That’s a tough one. Things may be going well for the Chargers, who have won four of five games, including a victory over the defending AFC champion Denver Broncos, 19-7, Sunday at San Diego Jack Murphy Stadium. But it’s hard for Tolliver or anyone else to say whether he will be the Dan Fouts of the 1990s or another in a long line of guys who have auditioned at quarterback and been sent home without the part.

Sunday there were boos every time one of Tolliver’s throws sailed passed a receiver. In the second quarter he missed an open Gary Plummer on a short pattern at the goal line and an open Nate Lewis on a streak down the sideline.

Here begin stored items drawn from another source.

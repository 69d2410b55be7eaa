pub mod error;
pub mod receiver;
pub mod registry;
pub mod sender;
pub mod session;
pub mod shutdown;
pub mod types;

pub use error::{FailureKind, SessionError, SessionResult};
pub use receiver::INTEGRITY_TARGET;
pub use registry::{ActiveSession, SessionRegistry};
pub use session::Session;
pub use shutdown::{Shutdown, ShutdownListener};
pub use types::{
    SessionId, SessionOutcome, SessionReport, SessionSettings, SessionStats, TaskExit,
};
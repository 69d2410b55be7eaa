//! Receiver task: read exactly one chunk, optionally verify it, return a
//! window token, repeat.

use crate::config::{MismatchPolicy, VerifyMode};
use crate::gate::BackpressureGate;
use crate::metrics;
use crate::payload::ReferencePayload;
use crate::session::error::{SessionError, SessionResult};
use crate::session::shutdown::ShutdownListener;
use crate::session::types::{SessionId, SessionStats, TaskExit};
use std::io::ErrorKind;
use std::sync::Arc;
use tokio::io::{AsyncRead, AsyncReadExt};

/// Log target for content mismatches, separate from transport failures
pub const INTEGRITY_TARGET: &str = "duplex_harness::integrity";

pub(crate) struct ReceiverTask<R> {
    pub session_id: SessionId,
    pub reader: R,
    pub payload: ReferencePayload,
    pub gate: Arc<BackpressureGate>,
    pub cancel: ShutdownListener,
    pub stats: Arc<SessionStats>,
    pub chunk_limit: Option<u64>,
    pub verify: VerifyMode,
    pub on_mismatch: MismatchPolicy,
}

impl<R: AsyncRead + Unpin> ReceiverTask<R> {
    pub async fn run(mut self) -> (R, SessionResult<TaskExit>) {
        let result = self.pump().await;
        match &result {
            Ok(exit) => tracing::debug!(
                session_id = %self.session_id,
                chunks = self.stats.chunks_received(),
                "Receiver stopped: {:?}",
                exit
            ),
            Err(SessionError::IntegrityMismatch { .. }) => {}
            Err(e) => tracing::warn!(session_id = %self.session_id, "Receiver failed: {}", e),
        }
        (self.reader, result)
    }

    async fn pump(&mut self) -> SessionResult<TaskExit> {
        let chunk_size = self.payload.len();
        let mut buf = vec![0u8; chunk_size];
        let mut received: u64 = 0;

        loop {
            if self.chunk_limit.is_some_and(|limit| received >= limit) {
                return Ok(TaskExit::Completed);
            }

            tokio::select! {
                biased;
                _ = self.cancel.wait() => return Ok(TaskExit::Cancelled),
                read = self.reader.read_exact(&mut buf) => {
                    read.map_err(|source| match source.kind() {
                        ErrorKind::UnexpectedEof => SessionError::ShortRead {
                            chunk: received,
                            expected: chunk_size,
                        },
                        _ => SessionError::Read { chunk: received, source },
                    })?;
                }
            }

            if self.verify == VerifyMode::On && !self.payload.matches(&buf) {
                self.stats.record_integrity_failure();
                metrics::record_integrity_failure();
                tracing::error!(
                    target: INTEGRITY_TARGET,
                    session_id = %self.session_id,
                    chunk = received,
                    expected = %self.payload.digest(),
                    actual = %blake3::hash(&buf),
                    "Chunk content mismatch"
                );

                if self.on_mismatch == MismatchPolicy::Terminate {
                    return Err(SessionError::IntegrityMismatch { chunk: received });
                }
            }

            self.gate.release();
            received += 1;
            self.stats.record_received(chunk_size);
            metrics::record_chunk_received(chunk_size);
            tracing::trace!(session_id = %self.session_id, chunk = received, "Chunk consumed");
        }
    }
}
use anyhow::{Context, Result};
use clap::Parser;
use duplex_harness::network::{self, tls::ClientTrust};
use duplex_harness::telemetry;
use std::net::SocketAddr;
use std::path::PathBuf;
use std::time::Instant;
use tokio::io::AsyncWriteExt;

/// Echo peer for the harness server: reads each chunk and writes it back.
#[derive(Parser, Debug)]
#[command(name = "harness-client")]
#[command(version, about, long_about = None)]
struct Cli {
    /// Harness server address
    #[arg(long, default_value = "127.0.0.1:10248")]
    addr: SocketAddr,

    /// Name to verify the server certificate against
    #[arg(long, default_value = "localhost")]
    server_name: String,

    /// Chunk size in bytes; must match the server
    #[arg(long, default_value_t = duplex_harness::config::DEFAULT_CHUNK_SIZE)]
    chunk_size: usize,

    /// Number of chunks to echo before closing
    #[arg(long, default_value_t = 100)]
    chunks: u64,

    /// CA certificate (PEM) to trust
    #[arg(long, conflicts_with = "insecure")]
    ca: Option<PathBuf>,

    /// Skip certificate verification (self-signed servers)
    #[arg(long)]
    insecure: bool,
}

#[tokio::main]
async fn main() -> Result<()> {
    let cli = Cli::parse();
    telemetry::init_tracing("duplex_harness=info,harness_client=info");

    let trust = match (cli.insecure, cli.ca) {
        (true, _) => ClientTrust::Insecure,
        (false, Some(path)) => ClientTrust::Pem(path),
        (false, None) => ClientTrust::System,
    };
    let config = network::client_config(trust).context("building TLS client config")?;

    let mut stream = network::connect(cli.addr, &cli.server_name, config)
        .await
        .with_context(|| format!("connecting to {}", cli.addr))?;

    let started = Instant::now();
    let summary = network::run_echo(&mut stream, cli.chunk_size, cli.chunks)
        .await
        .context("echo failed")?;
    let _ = stream.shutdown().await;

    let elapsed = started.elapsed();
    tracing::info!(
        chunks = summary.chunks,
        bytes = summary.bytes,
        "Echoed in {:?} ({:.1} MiB/s)",
        elapsed,
        summary.bytes as f64 / (1024.0 * 1024.0) / elapsed.as_secs_f64().max(f64::EPSILON)
    );
    Ok(())
}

So he heard about it. Booooooo. And one time, after hearing those boos, he threw a 28-yard strike to Craig McEwen on third and 27. That set up a field goal at the end of the first half.

Quarterbacks simply have to learn to accept the crowd’s impatience and move on.

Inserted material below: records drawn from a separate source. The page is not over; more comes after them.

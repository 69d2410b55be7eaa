//! TLS data-integrity and throughput harness.
//!
//! For every accepted TLS connection the server streams a fixed pseudorandom
//! chunk to the peer while reading the same volume back, pacing the sender
//! against the receiver with a bounded in-flight window.
//!
//! - [`payload`]: reference chunk generation
//! - [`gate`]: the backpressure gate enforcing the window
//! - [`session`]: per-connection sender/receiver pair and teardown
//! - [`network`]: TLS setup, the acceptor loop, and the echo peer
//! - [`relay`]: WebSocket broadcast relay used alongside the harness

pub mod config;
pub mod gate;
pub mod metrics;
pub mod network;
pub mod payload;
pub mod relay;
pub mod session;
pub mod telemetry;
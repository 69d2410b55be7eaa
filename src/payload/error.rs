use thiserror::Error;

#[derive(Error, Debug)]
pub enum PayloadError {
    #[error("Payload size must be greater than zero")]
    EmptyPayload,

    #[error("Randomness source failed to supply {requested} bytes: {reason}")]
    RandomnessUnavailable { requested: usize, reason: String },
}

pub type PayloadResult<T> = Result<T, PayloadError>;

“There are a lot of uneducated fans,” Tolliver said. “Not their formal education. I’m talking about their football education. They don’t have any clue when a ball is thrown away. Any time the ball goes over our receiver’s head everyone in this whole city immediately assumes I’ve overthrown the guy. That’s not always the case.

“We’re trying not to turn the ball over and trying not to take sacks. If that means throwing the ball away before I might have a fraction of a second to find a fourth guy, then we’re going to throw it away.”

Tolliver says he doesn’t pay attention to the boos. He doesn’t think other players do either.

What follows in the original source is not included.